Pourtant, la charge de travail ne s’est pas allégée, au contraire. «En étant le dernier maillon de la chaîne, c’était toujours à moi de rendre des comptes. J’en ai parlé à mes supérieurs. J’ai indiqué que j’avais besoin de plus de ressources.» À ces cris d’alarme, Gaëlle s’est souvent vu répondre un message contradictoire: «On me disait de prendre ça plus relax, de ne pas stresser… Mais qu’il fallait absolument qu’on publie tel ou tel projet pour obtenir plus de ressources. J’en prenais alors de plus en plus sur mon bureau. J’y croyais. C’est quand j’ai réalisé que d’autres départements obtenaient plus de ressources au détriment du mien que j’ai commencé à ressentir un lourd sentiment d’injustice.»

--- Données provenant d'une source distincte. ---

//! Duplication worker pool.

#![cfg_attr(feature = "fail-on-warnings", deny(warnings))]
#![warn(clippy::all, clippy::pedantic, clippy::nursery, clippy::cargo)]
#![allow(clippy::multiple_crate_versions)]

use std::collections::HashSet;
use std::path::PathBuf;
use std::sync::atomic::{AtomicBool, AtomicU64, Ordering};
use std::sync::{Mutex, PoisonError};
use std::time::Duration;

use rayon::prelude::*;

use dupgen_copy::{CopyError, ProgressTracker, RunProgress, copy_file, target_matches};
use dupgen_ledger::{ResumeLedger, TaskId};

use crate::error::RunError;
use crate::plan::CopyTask;

/// Shared inputs for every worker.
#[derive(Debug, Clone, Copy)]
pub struct PoolContext<'a> {
    /// Number of parallel workers.
    pub workers: usize,
    /// Validate and estimate only.
    pub dry_run: bool,
    /// Accept existing targets whose size matches the source.
    pub verify_existing: bool,
    /// Tasks completed before this run; never mutated.
    pub completed: &'a HashSet<TaskId>,
    /// Ledger that successful tasks are recorded in.
    pub ledger: &'a ResumeLedger,
    /// Stop signal; set tasks are left unattempted.
    pub cancel: &'a AtomicBool,
}

/// Why a task needed no work.
#[derive(Debug, Clone, Copy, PartialEq, Eq)]
pub enum SkipReason {
    /// Recorded in the resume ledger.
    Ledger,
    /// Target already present with the source's size.
    VerifiedOnDisk,
}

/// Result of executing a single task.
#[derive(Debug)]
pub enum TaskResult {
    /// The target was written (or would be, in a dry run).
    Succeeded {
        /// Bytes written, or estimated in a dry run.
        bytes: u64,
    },
    /// Nothing to do.
    Skipped(SkipReason),
    /// The copy failed.
    Failed(CopyError),
    /// Cancelled before the task started.
    NotAttempted,
}

/// A failed task, kept for the final summary.
#[derive(Debug)]
pub struct TaskFailure {
    /// Task identity.
    pub id: TaskId,
    /// Target that could not be written.
    pub target: PathBuf,
    /// What went wrong.
    pub error: CopyError,
}

/// Aggregate outcome of a pool run.
#[derive(Debug, Default)]
pub struct PoolReport {
    /// Tasks handed to the pool.
    pub total: u64,
    /// Tasks written (or estimated, in a dry run).
    pub succeeded: u64,
    /// Tasks that needed no work, for any reason.
    pub skipped: u64,
    /// Of `skipped`, tasks accepted by on-disk verification.
    pub verified: u64,
    /// Failed tasks, in no particular order.
    pub failed: Vec<TaskFailure>,
    /// Tasks left untouched because of cancellation.
    pub not_attempted: u64,
    /// Bytes written (or estimated, in a dry run).
    pub bytes: u64,
    /// Time spent executing.
    pub elapsed: Duration,
}

/// Execute one task.
///
/// Never panics on I/O problems; failures are returned as
/// [`TaskResult::Failed`]. Successful and verified tasks are recorded in the
/// ledger unless this is a dry run.
#[must_use]
pub fn execute_task(task: &CopyTask, ctx: &PoolContext<'_>) -> TaskResult {
    if ctx.cancel.load(Ordering::SeqCst) {
        return TaskResult::NotAttempted;
    }

    if ctx.completed.contains(&task.id) {
        log::trace!("Task {} already completed", task.id);
        return TaskResult::Skipped(SkipReason::Ledger);
    }

    if ctx.verify_existing && target_matches(&task.target, task.source.len) {
        log::trace!(
            "Task {} verified on disk at {}",
            task.id,
            task.target.display()
        );
        if !ctx.dry_run {
            ctx.ledger.record(task.id);
        }
        return TaskResult::Skipped(SkipReason::VerifiedOnDisk);
    }

    if ctx.dry_run {
        return TaskResult::Succeeded {
            bytes: task.source.len,
        };
    }

    match copy_file(&task.source.path, &task.target) {
        Ok(bytes) => {
            // Only recorded once the file is fully written
            ctx.ledger.record(task.id);
            TaskResult::Succeeded { bytes }
        }
        Err(e) => TaskResult::Failed(e),
    }
}

/// Run `tasks` on a pool of `ctx.workers` threads.
///
/// Workers pull from the shared task iterator; no ordering between tasks is
/// guaranteed. A failing task never stops its siblings. `on_progress` is
/// called after every finished task with a monotonically increasing
/// completed count.
///
/// # Errors
///
/// * If the worker pool cannot be created
pub fn run_tasks<I, F>(
    tasks: I,
    total: u64,
    ctx: &PoolContext<'_>,
    on_progress: F,
) -> Result<PoolReport, RunError>
where
    I: Iterator<Item = CopyTask> + Send,
    F: Fn(&RunProgress) + Sync,
{
    let pool = rayon::ThreadPoolBuilder::new()
        .num_threads(ctx.workers)
        .thread_name(|i| format!("dupgen-worker-{i}"))
        .build()
        .map_err(|e| RunError::WorkerPool(e.to_string()))?;

    log::info!(
        "Executing {total} task(s) on {} worker(s){}",
        ctx.workers,
        if ctx.dry_run { " (dry run)" } else { "" }
    );

    let tracker = ProgressTracker::new(total);
    let verified = AtomicU64::new(0);
    let not_attempted = AtomicU64::new(0);
    let failures = Mutex::new(Vec::new());
    let last_emitted = Mutex::new(0u64);

    let emit = || {
        let mut last = last_emitted
            .lock()
            .unwrap_or_else(PoisonError::into_inner);
        let snapshot = tracker.snapshot();
        if snapshot.completed > *last {
            *last = snapshot.completed;
            on_progress(&snapshot);
        }
    };

    on_progress(&tracker.snapshot());

    pool.install(|| {
        tasks.par_bridge().for_each(|task| {
            match execute_task(&task, ctx) {
                TaskResult::Succeeded { bytes } => tracker.record_success(bytes),
                TaskResult::Skipped(reason) => {
                    if reason == SkipReason::VerifiedOnDisk {
                        verified.fetch_add(1, Ordering::SeqCst);
                    }
                    tracker.record_skip();
                }
                TaskResult::Failed(error) => {
                    log::warn!("Task {} failed: {error}", task.id);
                    failures
                        .lock()
                        .unwrap_or_else(PoisonError::into_inner)
                        .push(TaskFailure {
                            id: task.id,
                            target: task.target,
                            error,
                        });
                    tracker.record_failure();
                }
                TaskResult::NotAttempted => {
                    not_attempted.fetch_add(1, Ordering::SeqCst);
                    return;
                }
            }
            emit();
        });
    });

    let mut failed = failures
        .into_inner()
        .unwrap_or_else(PoisonError::into_inner);
    failed.sort_by_key(|f| f.id);

    let report = PoolReport {
        total,
        succeeded: tracker.succeeded(),
        skipped: tracker.skipped(),
        verified: verified.into_inner(),
        failed,
        not_attempted: not_attempted.into_inner(),
        bytes: tracker.bytes(),
        elapsed: tracker.elapsed(),
    };

    log::info!(
        "Executed {} task(s): {} succeeded, {} skipped, {} failed, {} not attempted",
        report.total,
        report.succeeded,
        report.skipped,
        report.failed.len(),
        report.not_attempted
    );

    Ok(report)
}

Arrêter pour mieux repartir

Après toutes ces années de stress intense, son corps l’a tout simplement lâchée en janvier 2014. «Je suis tombée en mode survie. Comme si mon corps me disait “Tu ne m’écoutes pas? D’accord.” Je ne digérais plus rien. Mon dos s’est complètement coincé. J’avais trois vertèbres bloquées. Ça m’a causé des étourdissements, des maux de tête.» Si Gaëlle parle beaucoup de symptômes physiques, elle aborde moins d’emblée les sentiments.«Pendant longtemps, j’ai pensé que c’était mes maux qui causaient mon manque d’énergie, ma tristesse, ma confusion grandissante. Ça m’a pris un moment à comprendre que c’était de l’autre côté que ça avait débuté.»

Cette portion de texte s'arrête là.